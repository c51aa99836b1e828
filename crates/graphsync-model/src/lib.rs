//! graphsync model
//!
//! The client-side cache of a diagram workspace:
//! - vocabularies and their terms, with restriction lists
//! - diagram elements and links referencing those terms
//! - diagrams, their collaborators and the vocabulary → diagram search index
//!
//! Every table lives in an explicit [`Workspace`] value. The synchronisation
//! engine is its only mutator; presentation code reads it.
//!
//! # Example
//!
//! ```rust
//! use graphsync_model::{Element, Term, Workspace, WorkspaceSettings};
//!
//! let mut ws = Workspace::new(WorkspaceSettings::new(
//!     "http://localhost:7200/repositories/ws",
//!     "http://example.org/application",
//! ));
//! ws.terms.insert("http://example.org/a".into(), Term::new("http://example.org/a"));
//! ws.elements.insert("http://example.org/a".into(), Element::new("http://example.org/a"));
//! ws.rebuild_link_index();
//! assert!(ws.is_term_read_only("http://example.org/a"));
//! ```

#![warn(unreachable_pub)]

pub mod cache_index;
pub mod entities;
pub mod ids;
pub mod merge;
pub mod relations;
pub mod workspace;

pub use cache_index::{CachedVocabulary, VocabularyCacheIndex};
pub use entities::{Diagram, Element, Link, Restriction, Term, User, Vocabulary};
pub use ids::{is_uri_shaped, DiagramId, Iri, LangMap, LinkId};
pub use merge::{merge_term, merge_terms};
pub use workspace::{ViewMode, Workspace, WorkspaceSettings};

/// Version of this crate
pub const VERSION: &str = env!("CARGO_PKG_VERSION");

_ _ _ _ _

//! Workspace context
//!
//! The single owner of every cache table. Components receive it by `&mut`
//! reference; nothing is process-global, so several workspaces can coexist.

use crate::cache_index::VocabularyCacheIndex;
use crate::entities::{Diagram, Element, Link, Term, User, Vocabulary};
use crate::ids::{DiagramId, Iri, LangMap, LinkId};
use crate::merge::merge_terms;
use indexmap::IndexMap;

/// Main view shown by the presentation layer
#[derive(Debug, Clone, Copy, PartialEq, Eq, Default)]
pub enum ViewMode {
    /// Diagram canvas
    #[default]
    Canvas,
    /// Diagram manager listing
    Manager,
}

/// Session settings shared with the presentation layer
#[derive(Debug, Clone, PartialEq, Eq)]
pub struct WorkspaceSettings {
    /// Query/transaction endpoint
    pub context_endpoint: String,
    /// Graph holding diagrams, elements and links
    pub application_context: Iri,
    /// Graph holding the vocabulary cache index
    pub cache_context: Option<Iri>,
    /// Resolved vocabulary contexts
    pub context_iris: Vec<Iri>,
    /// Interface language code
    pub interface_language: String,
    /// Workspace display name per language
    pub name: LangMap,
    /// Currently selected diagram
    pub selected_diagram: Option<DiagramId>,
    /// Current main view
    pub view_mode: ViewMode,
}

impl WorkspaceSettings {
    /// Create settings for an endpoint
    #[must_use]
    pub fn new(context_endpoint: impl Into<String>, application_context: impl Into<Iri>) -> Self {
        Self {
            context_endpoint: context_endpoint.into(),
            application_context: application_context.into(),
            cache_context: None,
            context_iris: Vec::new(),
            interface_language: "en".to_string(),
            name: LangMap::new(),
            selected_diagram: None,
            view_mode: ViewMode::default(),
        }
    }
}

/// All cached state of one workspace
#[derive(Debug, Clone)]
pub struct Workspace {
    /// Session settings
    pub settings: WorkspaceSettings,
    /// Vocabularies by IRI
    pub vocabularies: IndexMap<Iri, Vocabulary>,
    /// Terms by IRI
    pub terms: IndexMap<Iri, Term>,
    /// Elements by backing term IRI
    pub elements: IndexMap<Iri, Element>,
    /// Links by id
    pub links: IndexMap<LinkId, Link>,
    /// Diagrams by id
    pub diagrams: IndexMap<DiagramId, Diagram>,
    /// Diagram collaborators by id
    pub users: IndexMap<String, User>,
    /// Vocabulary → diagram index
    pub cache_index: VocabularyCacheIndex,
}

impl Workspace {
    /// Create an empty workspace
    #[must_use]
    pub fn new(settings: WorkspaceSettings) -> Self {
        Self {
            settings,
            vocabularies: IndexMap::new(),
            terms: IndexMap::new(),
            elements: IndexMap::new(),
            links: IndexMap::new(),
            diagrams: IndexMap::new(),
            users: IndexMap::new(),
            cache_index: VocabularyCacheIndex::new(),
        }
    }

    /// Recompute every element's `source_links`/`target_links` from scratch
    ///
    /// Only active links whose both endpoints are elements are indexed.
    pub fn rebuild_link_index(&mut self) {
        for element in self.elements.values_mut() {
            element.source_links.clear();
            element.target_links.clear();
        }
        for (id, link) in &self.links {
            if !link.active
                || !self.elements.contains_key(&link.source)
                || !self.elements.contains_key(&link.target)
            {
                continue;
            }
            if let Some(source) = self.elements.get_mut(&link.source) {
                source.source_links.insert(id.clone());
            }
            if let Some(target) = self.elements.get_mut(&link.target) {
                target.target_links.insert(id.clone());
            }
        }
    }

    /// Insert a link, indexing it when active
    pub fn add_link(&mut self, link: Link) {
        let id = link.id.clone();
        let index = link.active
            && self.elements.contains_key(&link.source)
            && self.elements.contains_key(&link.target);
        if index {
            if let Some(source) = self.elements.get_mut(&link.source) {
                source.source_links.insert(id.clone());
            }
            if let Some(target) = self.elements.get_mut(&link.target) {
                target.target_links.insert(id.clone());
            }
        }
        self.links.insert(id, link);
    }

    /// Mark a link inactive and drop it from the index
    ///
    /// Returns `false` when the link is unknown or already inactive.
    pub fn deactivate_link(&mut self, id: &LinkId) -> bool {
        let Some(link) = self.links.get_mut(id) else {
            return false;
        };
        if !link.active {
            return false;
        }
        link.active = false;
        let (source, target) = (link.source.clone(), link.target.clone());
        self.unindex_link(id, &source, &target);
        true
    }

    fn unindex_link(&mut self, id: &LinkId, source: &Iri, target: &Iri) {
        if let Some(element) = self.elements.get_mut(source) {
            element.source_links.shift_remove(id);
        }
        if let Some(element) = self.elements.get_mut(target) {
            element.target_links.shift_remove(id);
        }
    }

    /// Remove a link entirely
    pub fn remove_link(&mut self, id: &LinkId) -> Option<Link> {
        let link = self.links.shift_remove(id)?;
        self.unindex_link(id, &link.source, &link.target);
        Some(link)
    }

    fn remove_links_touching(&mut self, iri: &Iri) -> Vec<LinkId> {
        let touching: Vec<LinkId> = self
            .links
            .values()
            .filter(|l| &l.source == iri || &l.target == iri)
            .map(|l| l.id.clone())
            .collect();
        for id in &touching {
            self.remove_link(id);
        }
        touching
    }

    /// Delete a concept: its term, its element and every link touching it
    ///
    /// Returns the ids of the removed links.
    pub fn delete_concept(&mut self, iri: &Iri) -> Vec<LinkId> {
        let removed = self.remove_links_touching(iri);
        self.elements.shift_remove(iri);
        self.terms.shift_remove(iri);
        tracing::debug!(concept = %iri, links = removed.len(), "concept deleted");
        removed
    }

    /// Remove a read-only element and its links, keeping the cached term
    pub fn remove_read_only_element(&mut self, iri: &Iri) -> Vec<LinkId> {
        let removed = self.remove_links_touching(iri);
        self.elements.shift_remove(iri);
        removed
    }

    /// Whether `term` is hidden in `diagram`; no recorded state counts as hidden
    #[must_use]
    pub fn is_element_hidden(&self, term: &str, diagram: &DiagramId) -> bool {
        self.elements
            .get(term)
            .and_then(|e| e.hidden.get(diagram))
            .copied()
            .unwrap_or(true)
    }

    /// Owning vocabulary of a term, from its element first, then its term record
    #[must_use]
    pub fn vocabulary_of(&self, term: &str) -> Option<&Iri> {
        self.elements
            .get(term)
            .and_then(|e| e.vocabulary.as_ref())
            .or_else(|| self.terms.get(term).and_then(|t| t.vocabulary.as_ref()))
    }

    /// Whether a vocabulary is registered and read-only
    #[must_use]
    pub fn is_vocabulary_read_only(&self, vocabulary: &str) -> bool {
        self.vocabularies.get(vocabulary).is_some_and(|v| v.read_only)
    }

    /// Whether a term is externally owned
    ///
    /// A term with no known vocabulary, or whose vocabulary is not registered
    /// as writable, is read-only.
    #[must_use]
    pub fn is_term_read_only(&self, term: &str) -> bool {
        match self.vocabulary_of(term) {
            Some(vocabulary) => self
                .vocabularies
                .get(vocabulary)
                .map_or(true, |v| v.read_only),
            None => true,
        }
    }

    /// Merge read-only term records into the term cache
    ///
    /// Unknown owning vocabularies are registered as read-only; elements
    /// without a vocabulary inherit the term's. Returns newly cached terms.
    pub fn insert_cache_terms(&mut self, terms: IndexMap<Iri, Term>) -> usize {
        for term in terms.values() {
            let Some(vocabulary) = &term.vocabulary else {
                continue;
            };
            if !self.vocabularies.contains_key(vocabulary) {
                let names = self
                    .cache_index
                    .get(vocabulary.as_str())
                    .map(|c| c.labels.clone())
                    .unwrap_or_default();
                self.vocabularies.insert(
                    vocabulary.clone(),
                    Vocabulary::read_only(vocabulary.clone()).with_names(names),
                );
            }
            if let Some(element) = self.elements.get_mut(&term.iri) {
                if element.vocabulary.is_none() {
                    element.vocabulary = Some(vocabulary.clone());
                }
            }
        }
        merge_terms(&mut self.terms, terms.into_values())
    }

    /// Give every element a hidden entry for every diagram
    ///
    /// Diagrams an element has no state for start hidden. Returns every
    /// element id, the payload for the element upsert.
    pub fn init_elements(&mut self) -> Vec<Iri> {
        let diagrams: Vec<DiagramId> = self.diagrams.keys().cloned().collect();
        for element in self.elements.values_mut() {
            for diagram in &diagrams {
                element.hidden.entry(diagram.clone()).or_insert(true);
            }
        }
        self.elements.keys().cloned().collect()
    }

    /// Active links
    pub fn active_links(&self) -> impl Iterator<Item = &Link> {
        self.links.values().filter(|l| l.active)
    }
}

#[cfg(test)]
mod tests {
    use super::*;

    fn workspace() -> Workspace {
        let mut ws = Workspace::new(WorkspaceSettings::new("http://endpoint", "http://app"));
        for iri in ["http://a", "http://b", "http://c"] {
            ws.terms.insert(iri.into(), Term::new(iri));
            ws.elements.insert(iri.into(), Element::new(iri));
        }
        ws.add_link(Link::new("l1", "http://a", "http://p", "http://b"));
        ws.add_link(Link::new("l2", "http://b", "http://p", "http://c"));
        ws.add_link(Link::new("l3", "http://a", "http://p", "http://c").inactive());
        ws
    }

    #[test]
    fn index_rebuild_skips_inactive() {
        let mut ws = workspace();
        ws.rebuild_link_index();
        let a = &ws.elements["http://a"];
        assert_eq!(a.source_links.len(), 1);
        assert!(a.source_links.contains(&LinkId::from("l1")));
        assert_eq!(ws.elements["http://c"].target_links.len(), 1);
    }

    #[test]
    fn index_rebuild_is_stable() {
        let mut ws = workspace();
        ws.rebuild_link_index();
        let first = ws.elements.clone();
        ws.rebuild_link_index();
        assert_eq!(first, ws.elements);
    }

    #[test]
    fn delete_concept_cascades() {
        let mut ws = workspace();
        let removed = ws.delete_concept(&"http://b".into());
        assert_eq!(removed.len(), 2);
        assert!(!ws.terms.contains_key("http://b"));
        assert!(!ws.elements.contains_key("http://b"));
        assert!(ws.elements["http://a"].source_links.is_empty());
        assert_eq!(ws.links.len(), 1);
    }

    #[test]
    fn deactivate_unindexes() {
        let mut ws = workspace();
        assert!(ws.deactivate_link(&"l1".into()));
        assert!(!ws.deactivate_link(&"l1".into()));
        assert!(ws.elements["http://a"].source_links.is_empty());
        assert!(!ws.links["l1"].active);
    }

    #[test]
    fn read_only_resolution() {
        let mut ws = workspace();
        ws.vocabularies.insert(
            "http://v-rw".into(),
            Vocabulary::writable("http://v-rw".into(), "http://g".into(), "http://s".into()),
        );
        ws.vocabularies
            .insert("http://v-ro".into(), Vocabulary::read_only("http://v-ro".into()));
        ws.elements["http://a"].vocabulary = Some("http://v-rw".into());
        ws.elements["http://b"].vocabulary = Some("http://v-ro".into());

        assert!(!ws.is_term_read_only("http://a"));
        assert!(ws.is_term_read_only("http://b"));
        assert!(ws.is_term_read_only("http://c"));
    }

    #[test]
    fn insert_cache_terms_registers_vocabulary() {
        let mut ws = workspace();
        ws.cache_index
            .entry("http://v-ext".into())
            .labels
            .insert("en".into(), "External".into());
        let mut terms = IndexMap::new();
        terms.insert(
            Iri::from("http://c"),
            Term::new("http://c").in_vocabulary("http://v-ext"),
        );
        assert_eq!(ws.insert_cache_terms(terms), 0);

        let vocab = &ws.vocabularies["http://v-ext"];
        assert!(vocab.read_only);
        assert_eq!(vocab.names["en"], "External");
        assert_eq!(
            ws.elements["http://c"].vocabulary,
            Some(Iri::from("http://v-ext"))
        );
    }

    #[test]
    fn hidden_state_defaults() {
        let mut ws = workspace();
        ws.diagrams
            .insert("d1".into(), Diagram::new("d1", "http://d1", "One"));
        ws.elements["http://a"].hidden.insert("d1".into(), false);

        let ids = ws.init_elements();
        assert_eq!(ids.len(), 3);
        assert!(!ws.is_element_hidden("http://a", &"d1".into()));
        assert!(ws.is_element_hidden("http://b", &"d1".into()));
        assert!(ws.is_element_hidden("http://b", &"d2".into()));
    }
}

_ _ _ _ _

EXERCISE DESCRIPTION — Among the records above, repeat exactly the line with "if let Some(element) = self.elements.get_mut(target)", the line with "self.terms.shift_remove(iri);", and every line in between, and only those.

SOLVED EXERCISE —
        if let Some(element) = self.elements.get_mut(target) {
            element.target_links.shift_remove(id);
        }
    }

    /// Remove a link entirely
    pub fn remove_link(&mut self, id: &LinkId) -> Option<Link> {
        let link = self.links.shift_remove(id)?;
        self.unindex_link(id, &link.source, &link.target);
        Some(link)
    }

    fn remove_links_touching(&mut self, iri: &Iri) -> Vec<LinkId> {
        let touching: Vec<LinkId> = self
            .links
            .values()
            .filter(|l| &l.source == iri || &l.target == iri)
            .map(|l| l.id.clone())
            .collect();
        for id in &touching {
            self.remove_link(id);
        }
        touching
    }

    /// Delete a concept: its term, its element and every link touching it
    ///
    /// Returns the ids of the removed links.
    pub fn delete_concept(&mut self, iri: &Iri) -> Vec<LinkId> {
        let removed = self.remove_links_touching(iri);
        self.elements.shift_remove(iri);
        self.terms.shift_remove(iri);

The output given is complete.